I don’t really throw much wood away, it costs too much, even thin strips that seem like throwaway offcuts and often cause clutter can be organised in bins and buckets on end and kept for use in a well-designed small project. This week I took some such strips and developed a masterclasses free project that we just finished the filming of. With eight hand common hand tools, nine strips of thin scraps and one basic yet simple joint type I made this compact tray. You could make it larger and for a different use but this one is useable for cup carrying, my drawing pens and pencils, small tools and pocket emptying for men’s pockets and more. For me it was two hours of solid work to make. Transformed scraps into a pleasing design is reward enough, but as a gift source or a source of income it’s even better. It’s a practical and attractive feature for my desk.
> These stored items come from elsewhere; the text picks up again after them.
use chrono::{NaiveDate, NaiveDateTime};
use derive_more::Display;
use serde::{Deserialize, Serialize};
use utoipa::ToSchema;

use crate::model::attendance::DAY_KEY_FORMAT;

const QR_PREFIX: &str = "meal-attendance-";

#[derive(Debug, Clone, PartialEq, Serialize, Deserialize, sqlx::FromRow, ToSchema)]
pub struct DailyQr {
    #[schema(example = 3)]
    pub id: u64,
    #[schema(example = "2026-01-01", format = "date", value_type = String)]
    pub date: NaiveDate,
    #[schema(example = "meal-attendance-2026-01-01-1767225600000")]
    pub qr_value: String,
    #[schema(example = "general")]
    pub meal_type: String,
    pub created_by: String,
    #[schema(format = "date-time", value_type = String)]
    pub created_at: NaiveDateTime,
}

#[derive(Debug, Display, PartialEq, Eq)]
pub enum ScanRejection {
    #[display(fmt = "This QR code is not valid for today")]
    NotToday,
    #[display(fmt = "QR code does not match today's code")]
    Mismatch,
}

/// Encodes the day and the generation instant, so two codes minted on the
/// same day never collide.
pub fn qr_value_for(day: NaiveDate, generated_at_millis: i64) -> String {
    format!("{}{}-{}", QR_PREFIX, day.format(DAY_KEY_FORMAT), generated_at_millis)
}

/// Day encoded in a scanned value, if it is one of ours.
pub fn parse_qr_day(value: &str) -> Option<NaiveDate> {
    let rest = value.trim().strip_prefix(QR_PREFIX)?;
    let day = rest.get(..10)?;
    let millis = rest.get(10..)?.strip_prefix('-')?;
    if millis.is_empty() || !millis.bytes().all(|b| b.is_ascii_digit()) {
        return None;
    }
    NaiveDate::parse_from_str(day, DAY_KEY_FORMAT).ok()
}

impl DailyQr {
    /// Accepts `scanned` only if this code is today's and the values match.
    pub fn check_scan(&self, scanned: &str, today: NaiveDate) -> Result<(), ScanRejection> {
        if self.date != today {
            return Err(ScanRejection::NotToday);
        }
        if parse_qr_day(scanned).is_some_and(|day| day != today) {
            return Err(ScanRejection::NotToday);
        }
        if scanned.trim() != self.qr_value {
            return Err(ScanRejection::Mismatch);
        }
        Ok(())
    }
}
use crate::{
    auth::{auth::AuthUser, handlers::insert_user, policy::AdminPolicy},
    billing::anchor_cache,
    error::ApiError,
    model::{
        role::Role,
        user::{USER_COLUMNS, User},
    },
    utils::db_utils::{UpdatableColumns, build_update_sql, execute_update},
};
use actix_web::{HttpResponse, web};
use serde::Deserialize;
use serde_json::{Value, json};
use sqlx::MySqlPool;
use utoipa::ToSchema;

/// Profile fields a member may change; `name` is never nulled.
const PROFILE_COLUMNS: UpdatableColumns<'static> = UpdatableColumns {
    table: "users",
    id_column: "id",
    columns: &[
        ("name", false),
        ("phone", true),
        ("room_number", true),
        ("hostel", true),
    ],
};

#[derive(Deserialize, ToSchema)]
pub struct CreateUser {
    #[schema(example = "ravi@hostel.in")]
    pub email: String,
    #[schema(example = "secret123")]
    pub password: String,
    #[schema(example = "Ravi")]
    pub name: String,
    /// Create the account with the admin role
    #[serde(default)]
    pub is_admin: bool,
}

async fn fetch_user(pool: &MySqlPool, user_id: u64) -> Result<User, ApiError> {
    sqlx::query_as::<_, User>(&format!("SELECT {USER_COLUMNS} FROM users WHERE id = ?"))
        .bind(user_id)
        .fetch_optional(pool)
        .await?
        .ok_or_else(|| ApiError::not_found("User not found"))
}

fn reject_blank_name(payload: &Value) -> Result<(), ApiError> {
    match payload.get("name") {
        Some(Value::String(name)) if name.trim().is_empty() => {
            Err(ApiError::bad_request("name cannot be empty"))
        }
        _ => Ok(()),
    }
}

/// The caller's profile
#[utoipa::path(
    get,
    path = "/api/profile",
    responses(
        (status = 200, description = "Profile", body = User),
        (status = 401, description = "Unauthorized"),
        (status = 404, description = "User not found")
    ),
    security(("bearer_auth" = [])),
    tag = "Users"
)]
pub async fn get_profile(
    auth: AuthUser,
    pool: web::Data<MySqlPool>,
) -> Result<HttpResponse, ApiError> {
    let user = fetch_user(pool.get_ref(), auth.user_id).await?;
    Ok(HttpResponse::Ok().json(user))
}

/// Partial profile update
#[utoipa::path(
    put,
    path = "/api/profile",
    request_body(
        content = Object,
        description = "Any of name, phone, room_number, hostel",
        example = json!({ "phone": "+919800000000", "room_number": "B-204" })
    ),
    responses(
        (status = 200, description = "Updated profile", body = User),
        (status = 400, description = "Unknown or invalid field", body = Object, example = json!({
            "message": "Field email cannot be updated"
        })),
        (status = 401, description = "Unauthorized")
    ),
    security(("bearer_auth" = [])),
    tag = "Users"
)]
pub async fn update_profile(
    auth: AuthUser,
    pool: web::Data<MySqlPool>,
    payload: web::Json<Value>,
) -> Result<HttpResponse, ApiError> {
    reject_blank_name(&payload)?;
    let update = build_update_sql(&PROFILE_COLUMNS, &payload, auth.user_id, &[])?;

    execute_update(pool.get_ref(), update).await.map_err(|e| {
        tracing::error!(error = %e, user_id = auth.user_id, "Profile update failed");
        ApiError::Internal
    })?;

    let user = fetch_user(pool.get_ref(), auth.user_id).await?;
    Ok(HttpResponse::Ok().json(user))
}

/// All registered members (admin)
#[utoipa::path(
    get,
    path = "/api/users",
    responses(
        (status = 200, description = "Users", body = [User]),
        (status = 403, description = "Forbidden")
    ),
    security(("bearer_auth" = [])),
    tag = "Users"
)]
pub async fn list_users(
    auth: AuthUser,
    pool: web::Data<MySqlPool>,
) -> Result<HttpResponse, ApiError> {
    auth.require_admin()?;

    let users = sqlx::query_as::<_, User>(&format!(
        "SELECT {USER_COLUMNS} FROM users ORDER BY created_at DESC, id DESC"
    ))
    .fetch_all(pool.get_ref())
    .await?;

    Ok(HttpResponse::Ok().json(users))
}

/// Create a member account (admin)
#[utoipa::path(
    post,
    path = "/api/users",
    request_body = CreateUser,
    responses(
        (status = 201, description = "User created", body = Object, example = json!({
            "message": "User created",
            "id": 8
        })),
        (status = 400, description = "Missing fields"),
        (status = 403, description = "Forbidden"),
        (status = 409, description = "Email already registered")
    ),
    security(("bearer_auth" = [])),
    tag = "Users"
)]
pub async fn create_user(
    auth: AuthUser,
    pool: web::Data<MySqlPool>,
    payload: web::Json<CreateUser>,
) -> Result<HttpResponse, ApiError> {
    auth.require_admin()?;

    let role = if payload.is_admin {
        Role::Admin
    } else {
        Role::Member
    };
    let id = insert_user(
        &payload.email,
        &payload.password,
        &payload.name,
        role,
        pool.get_ref(),
    )
    .await?;

    tracing::info!(user_id = id, by = %auth.email, "User created by admin");

    Ok(HttpResponse::Created().json(json!({
        "message": "User created",
        "id": id
    })))
}

/// Delete a member (admin); allow-listed admins are protected
#[utoipa::path(
    delete,
    path = "/api/users/{id}",
    params(("id" = u64, Path, description = "User id")),
    responses(
        (status = 204, description = "Deleted"),
        (status = 400, description = "Cannot delete own account"),
        (status = 403, description = "Forbidden or protected account"),
        (status = 404, description = "User not found")
    ),
    security(("bearer_auth" = [])),
    tag = "Users"
)]
pub async fn delete_user(
    auth: AuthUser,
    pool: web::Data<MySqlPool>,
    policy: web::Data<AdminPolicy>,
    path: web::Path<u64>,
) -> Result<HttpResponse, ApiError> {
    auth.require_admin()?;
    let user_id = path.into_inner();

    if user_id == auth.user_id {
        return Err(ApiError::bad_request("Cannot delete your own account"));
    }

    let user = fetch_user(pool.get_ref(), user_id).await?;
    if policy.is_allow_listed(&user.email) {
        return Err(ApiError::forbidden("Cannot delete an administrator account"));
    }

    sqlx::query("DELETE FROM users WHERE id = ?")
        .bind(user_id)
        .execute(pool.get_ref())
        .await?;

    anchor_cache::forget(user_id).await;

    tracing::info!(user_id, email = %user.email, by = %auth.email, "User deleted");

    Ok(HttpResponse::NoContent().finish())
}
The main thing was to include my thicknessing guide to get exactness in my pieces so I could develop a reliable outcome. I blogged on making one of these a couple of days ago. The jig itself was quite critical, simple to make and it gave me tolerances of thickness down to small fractions of a millimeter. It means all of the planed parts are interchangeable once made and fitted. That the thicknessed pieces for the laminated bottom needed almost no further planing after glue up was a bonus too. It’s well worth the effort.
One thing we have done since woodworkingmasterclasses.com began has been to give tool techniques and method of construction out as free content to free subscribers. Sometimes the easiest way to do that has been through an actual project as is the case with this tray.
The tools I used:
Layout knife, pencil, square, chisel, plane, rasp, file, dovetail saw, chisel hammer.